At Otis College, we create thinkers and sophisticated image makers who balance real world practice and fearless experimentation. Individual vision, professionalism, collaboration, and an entrepreneurial spirit are encouraged throughout our rich curriculum. Throughout their studies, students will learn real-world skills from leading illustrators, artists, and entrepreneurs through engaging  coursework, visiting lectures, workshops, and field trips designed to  prepare  graduates for the diverse and expanding field of Illustration.

The program encourages students to locate  and utilize the creative potential of each  course they take at the college. The department is proud to graduate well-rounded students who understand the complexities of their globalized world and the vital role they play in shaping the way society communicates through visual means. Assignments ask students to research global issues such as climate change and cross-cultural communication in Illustration  I, II, III, IV courses during their second and third  years. Fourth year students  also voluntarily undertake final projects based on research into significant, global concerns that range from mental health to climate change.

Learning Outcomes

Students majoring in Illustration will:

  • Engage and utilize past and present theories and histories while evidencing professional mastery of relevant methodologies, skills, and tools applied to a broad range of media.
  • Cultivate, model, and continuously improve confidence in their communication skills, including listening, writing, empathizing, negotiating, presenting, critiquing, and reflecting
  • Define, iterate, and evaluate solutions for problems using a forward-thinking and reflective studio practice.
  • Apply purposeful risk taking designed to produce content, concepts, and formal outcomes that feed personal passions and professional growth with the aim of positively impacting the future of humanity.
  • Demonstrate best professional practices, including editing and presentation of work, networking, time management, project planning, budgeting, and collaboration.
  • Actively seek out and utilize cross-disciplinary studies and extracurricular activities so as to grow as a well-rounded artist and engaged citizen of the world.
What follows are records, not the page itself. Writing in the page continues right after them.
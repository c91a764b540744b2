use sea_orm_migration::prelude::*;

use crate::m20250301_000001_create_school_tables::{Classes, Students, Subjects, Users};

#[derive(DeriveMigrationName)]
pub struct Migration;

#[async_trait::async_trait]
impl MigrationTrait for Migration {
    async fn up(&self, manager: &SchemaManager) -> Result<(), DbErr> {
        // ==================== 成绩组成项 ====================
        manager
            .create_table(
                Table::create()
                    .table(GradeComponents::Table)
                    .if_not_exists()
                    .col(
                        ColumnDef::new(GradeComponents::Id)
                            .big_integer()
                            .not_null()
                            .auto_increment()
                            .primary_key(),
                    )
                    .col(
                        ColumnDef::new(GradeComponents::SubjectId)
                            .big_integer()
                            .not_null(),
                    )
                    .col(ColumnDef::new(GradeComponents::Name).string().not_null())
                    .col(
                        ColumnDef::new(GradeComponents::Abbreviation)
                            .string()
                            .not_null(),
                    )
                    .col(ColumnDef::new(GradeComponents::Description).text().null())
                    .col(
                        ColumnDef::new(GradeComponents::Weight)
                            .double()
                            .not_null()
                            .default(1.0),
                    )
                    .col(
                        ColumnDef::new(GradeComponents::CreatedAt)
                            .big_integer()
                            .not_null(),
                    )
                    .col(
                        ColumnDef::new(GradeComponents::UpdatedAt)
                            .big_integer()
                            .not_null(),
                    )
                    .foreign_key(
                        ForeignKey::create()
                            .from(GradeComponents::Table, GradeComponents::SubjectId)
                            .to(Subjects::Table, Subjects::Id)
                            .on_delete(ForeignKeyAction::Cascade),
                    )
                    .to_owned(),
            )
            .await?;

        // ==================== 成绩记录 ====================
        manager
            .create_table(
                Table::create()
                    .table(GradeRecords::Table)
                    .if_not_exists()
                    .col(
                        ColumnDef::new(GradeRecords::Id)
                            .big_integer()
                            .not_null()
                            .auto_increment()
                            .primary_key(),
                    )
                    .col(
                        ColumnDef::new(GradeRecords::ClassId)
                            .big_integer()
                            .not_null(),
                    )
                    .col(
                        ColumnDef::new(GradeRecords::StudentId)
                            .big_integer()
                            .not_null(),
                    )
                    .col(
                        ColumnDef::new(GradeRecords::ComponentId)
                            .big_integer()
                            .not_null(),
                    )
                    .col(ColumnDef::new(GradeRecords::Value).double().not_null())
                    .col(
                        ColumnDef::new(GradeRecords::CreatedAt)
                            .big_integer()
                            .not_null(),
                    )
                    .col(
                        ColumnDef::new(GradeRecords::UpdatedAt)
                            .big_integer()
                            .not_null(),
                    )
                    .foreign_key(
                        ForeignKey::create()
                            .from(GradeRecords::Table, GradeRecords::ClassId)
                            .to(Classes::Table, Classes::Id)
                            .on_delete(ForeignKeyAction::Cascade),
                    )
                    .foreign_key(
                        ForeignKey::create()
                            .from(GradeRecords::Table, GradeRecords::StudentId)
                            .to(Students::Table, Students::Id)
                            .on_delete(ForeignKeyAction::Cascade),
                    )
                    .foreign_key(
                        ForeignKey::create()
                            .from(GradeRecords::Table, GradeRecords::ComponentId)
                            .to(GradeComponents::Table, GradeComponents::Id)
                            .on_delete(ForeignKeyAction::Cascade),
                    )
                    .to_owned(),
            )
            .await?;

        // ==================== 最终成绩 ====================
        manager
            .create_table(
                Table::create()
                    .table(FinalGrades::Table)
                    .if_not_exists()
                    .col(
                        ColumnDef::new(FinalGrades::Id)
                            .big_integer()
                            .not_null()
                            .auto_increment()
                            .primary_key(),
                    )
                    .col(ColumnDef::new(FinalGrades::ClassId).big_integer().not_null())
                    .col(
                        ColumnDef::new(FinalGrades::SubjectId)
                            .big_integer()
                            .not_null(),
                    )
                    .col(
                        ColumnDef::new(FinalGrades::StudentId)
                            .big_integer()
                            .not_null(),
                    )
                    .col(ColumnDef::new(FinalGrades::ComputedValue).double().null())
                    .col(ColumnDef::new(FinalGrades::AdjustedValue).double().null())
                    .col(
                        ColumnDef::new(FinalGrades::UseAdjusted)
                            .boolean()
                            .not_null()
                            .default(false),
                    )
                    .col(
                        ColumnDef::new(FinalGrades::UpdatedAt)
                            .big_integer()
                            .not_null(),
                    )
                    .foreign_key(
                        ForeignKey::create()
                            .from(FinalGrades::Table, FinalGrades::ClassId)
                            .to(Classes::Table, Classes::Id)
                            .on_delete(ForeignKeyAction::Cascade),
                    )
                    .foreign_key(
                        ForeignKey::create()
                            .from(FinalGrades::Table, FinalGrades::SubjectId)
                            .to(Subjects::Table, Subjects::Id)
                            .on_delete(ForeignKeyAction::Cascade),
                    )
                    .foreign_key(
                        ForeignKey::create()
                            .from(FinalGrades::Table, FinalGrades::StudentId)
                            .to(Students::Table, Students::Id)
                            .on_delete(ForeignKeyAction::Cascade),
                    )
                    .to_owned(),
            )
            .await?;

        // ==================== 成绩审计日志 ====================
        manager
            .create_table(
                Table::create()
                    .table(GradeAudits::Table)
                    .if_not_exists()
                    .col(
                        ColumnDef::new(GradeAudits::Id)
                            .big_integer()
                            .not_null()
                            .auto_increment()
                            .primary_key(),
                    )
                    .col(ColumnDef::new(GradeAudits::ClassId).big_integer().not_null())
                    .col(
                        ColumnDef::new(GradeAudits::SubjectId)
                            .big_integer()
                            .not_null(),
                    )
                    .col(
                        ColumnDef::new(GradeAudits::StudentId)
                            .big_integer()
                            .not_null(),
                    )
                    .col(ColumnDef::new(GradeAudits::ComponentId).big_integer().null())
                    .col(ColumnDef::new(GradeAudits::ChangedBy).big_integer().null())
                    .col(ColumnDef::new(GradeAudits::OldValue).double().null())
                    .col(ColumnDef::new(GradeAudits::NewValue).double().null())
                    .col(ColumnDef::new(GradeAudits::Message).text().not_null())
                    .col(
                        ColumnDef::new(GradeAudits::ChangedAt)
                            .big_integer()
                            .not_null(),
                    )
                    .foreign_key(
                        ForeignKey::create()
                            .from(GradeAudits::Table, GradeAudits::ClassId)
                            .to(Classes::Table, Classes::Id)
                            .on_delete(ForeignKeyAction::Cascade),
                    )
                    .foreign_key(
                        ForeignKey::create()
                            .from(GradeAudits::Table, GradeAudits::StudentId)
                            .to(Students::Table, Students::Id)
                            .on_delete(ForeignKeyAction::Cascade),
                    )
                    .foreign_key(
                        ForeignKey::create()
                            .from(GradeAudits::Table, GradeAudits::ChangedBy)
                            .to(Users::Table, Users::Id)
                            .on_delete(ForeignKeyAction::SetNull),
                    )
                    .to_owned(),
            )
            .await?;

        // ==================== 密码重置令牌 ====================
        manager
            .create_table(
                Table::create()
                    .table(PasswordResetTokens::Table)
                    .if_not_exists()
                    .col(
                        ColumnDef::new(PasswordResetTokens::Id)
                            .big_integer()
                            .not_null()
                            .auto_increment()
                            .primary_key(),
                    )
                    .col(
                        ColumnDef::new(PasswordResetTokens::UserId)
                            .big_integer()
                            .not_null(),
                    )
                    .col(
                        ColumnDef::new(PasswordResetTokens::TokenHash)
                            .string()
                            .not_null()
                            .unique_key(),
                    )
                    .col(
                        ColumnDef::new(PasswordResetTokens::ExpiresAt)
                            .big_integer()
                            .not_null(),
                    )
                    .col(
                        ColumnDef::new(PasswordResetTokens::Used)
                            .boolean()
                            .not_null()
                            .default(false),
                    )
                    .col(
                        ColumnDef::new(PasswordResetTokens::CreatedAt)
                            .big_integer()
                            .not_null(),
                    )
                    .foreign_key(
                        ForeignKey::create()
                            .from(PasswordResetTokens::Table, PasswordResetTokens::UserId)
                            .to(Users::Table, Users::Id)
                            .on_delete(ForeignKeyAction::Cascade),
                    )
                    .to_owned(),
            )
            .await?;

        // ==================== 唯一约束 ====================

        manager
            .create_index(
                Index::create()
                    .if_not_exists()
                    .name("uk_grade_components_subject_abbreviation")
                    .table(GradeComponents::Table)
                    .col(GradeComponents::SubjectId)
                    .col(GradeComponents::Abbreviation)
                    .unique()
                    .to_owned(),
            )
            .await?;

        manager
            .create_index(
                Index::create()
                    .if_not_exists()
                    .name("uk_grade_records_class_student_component")
                    .table(GradeRecords::Table)
                    .col(GradeRecords::ClassId)
                    .col(GradeRecords::StudentId)
                    .col(GradeRecords::ComponentId)
                    .unique()
                    .to_owned(),
            )
            .await?;

        manager
            .create_index(
                Index::create()
                    .if_not_exists()
                    .name("uk_final_grades_class_subject_student")
                    .table(FinalGrades::Table)
                    .col(FinalGrades::ClassId)
                    .col(FinalGrades::SubjectId)
                    .col(FinalGrades::StudentId)
                    .unique()
                    .to_owned(),
            )
            .await?;

        // ==================== 查询索引 ====================

        manager
            .create_index(
                Index::create()
                    .if_not_exists()
                    .name("idx_grade_audits_class_changed_at")
                    .table(GradeAudits::Table)
                    .col(GradeAudits::ClassId)
                    .col(GradeAudits::ChangedAt)
                    .to_owned(),
            )
            .await?;

        manager
            .create_index(
                Index::create()
                    .if_not_exists()
                    .name("idx_password_reset_tokens_user_id")
                    .table(PasswordResetTokens::Table)
                    .col(PasswordResetTokens::UserId)
                    .to_owned(),
            )
            .await?;

        Ok(())
    }

    async fn down(&self, manager: &SchemaManager) -> Result<(), DbErr> {
        manager
            .drop_table(Table::drop().table(PasswordResetTokens::Table).to_owned())
            .await?;
        manager
            .drop_table(Table::drop().table(GradeAudits::Table).to_owned())
            .await?;
        manager
            .drop_table(Table::drop().table(FinalGrades::Table).to_owned())
            .await?;
        manager
            .drop_table(Table::drop().table(GradeRecords::Table).to_owned())
            .await?;
        manager
            .drop_table(Table::drop().table(GradeComponents::Table).to_owned())
            .await?;
        Ok(())
    }
}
Notes for Degree Requirements on the Next Pages

*These courses may be taken in either fall or spring semester. Courses in gray are described in Liberal Arts and Sciences.

Program Structure

Immersion and Experimentation

During  the  second year, illustrators create projects that engage multiple media through intensive iterative processes. Students create short publications or zines that visually address formal concerns from the history of illustration, across cultures, ideologies, and time, from Native Inuit visual traditions to the Arts and Crafts movement, to Pop Art and beyond. They engage in a wealth of formal explorations including collage, painting, drawing, and 3D construction. After intense production, students practice editing and critique skills to fine tune what becomes their final publication This  assignment also complements the course of study second year students  undertake in their Fall LAS History of Graphic Design and Illustration class. In this art history class students engage the traditional historical canon from Prehistory through Modernism and Postmodernism, with added emphasis on exploring under-represented innovations, histories, cultures, and artists from Western and Non-Western origins. 
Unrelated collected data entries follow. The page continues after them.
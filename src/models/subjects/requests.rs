use serde::Deserialize;
use ts_rs::TS;

use crate::models::common::{PaginationQuery, pagination::deserialize_optional_i64};

// 学科列表查询参数
#[derive(Debug, Clone, Default, Deserialize, TS)]
#[ts(export, export_to = "../frontend/src/types/generated/subject.ts")]
pub struct SubjectListParams {
    #[serde(flatten)]
    #[ts(flatten)]
    pub pagination: PaginationQuery,
    #[serde(default, deserialize_with = "deserialize_optional_i64")]
    pub course_id: Option<i64>,
    pub search: Option<String>,
}

#[derive(Debug, Clone, Deserialize, TS)]
#[ts(export, export_to = "../frontend/src/types/generated/subject.ts")]
pub struct CreateSubjectRequest {
    pub course_id: i64,
    pub name: String,
    pub abbreviation: Option<String>,
    pub code: Option<String>,
    pub period: Option<String>,
    pub final_grade_formula: Option<String>,
}

#[derive(Debug, Clone, Default, Deserialize, TS)]
#[ts(export, export_to = "../frontend/src/types/generated/subject.ts")]
pub struct UpdateSubjectRequest {
    pub name: Option<String>,
    pub abbreviation: Option<String>,
    pub code: Option<String>,
    pub period: Option<String>,
    pub final_grade_formula: Option<String>,
}

// 单独保存公式；null 或空字符串表示清除
#[derive(Debug, Clone, Deserialize, TS)]
#[ts(export, export_to = "../frontend/src/types/generated/subject.ts")]
pub struct UpdateFormulaRequest {
    pub formula: Option<String>,
}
In the Spring Illustration II class, students  work in more narrative and motion-based platforms, creating gifs and videos alongside printed ephemera addressing a changing selection of potential clients. In addition to the zine project, all second year students  complete a poster project designed to advertise a business and nonprofit. This assignment requires them to  research potential avenues of production as well as engage in contemporary social and political issues. Working in the traditional poster medium allows students to put into action the illustration and design principles they have developed throughout the year. Illustration students in particular use this project as a way to contemplate the power of form in relation to content and engage in cutting edge,traditional illustrative applications. 

Drawing and Painting I and II (VIII.I.c) explore how drawn and painted form can serve to further meaning, in the form of a narrative, message, or concept. These courses emphasize the power of drawing to make thought visible and assignments have students engage in rigorous sketching, storyboarding, iteration, and refinement to complete challenging projects in poster design, book cover design, editorial illustration, and other multimedia. By  fine-tuning valuable techniques ranging from basic perspective studies, to life drawing, to color theory, along with experimental analog and digital techniques, students develop confidence and an emerging sense of their “style.” This way of thinking, seeing, and creating  results in visual solutions that students  understand and can call their own. Ultimately, Drawing and Painting I and II courses empower students to appreciate classical approaches while encouraging more experimental ones. 

Second year  illustrators also take a Typography for Illustrators (VIII.I.c) course designed to address the role illustration plays in typographic communication. This course addresses hand-made typographic techniques, three-dimensional typographic applications, classical typographic systems, and type in motion with assignments resulting in posters, books, videos and other outcomes relevant to the world of illustration today. These skills prove invaluable for future courses that require  students to deploy typography alongside their illustrations.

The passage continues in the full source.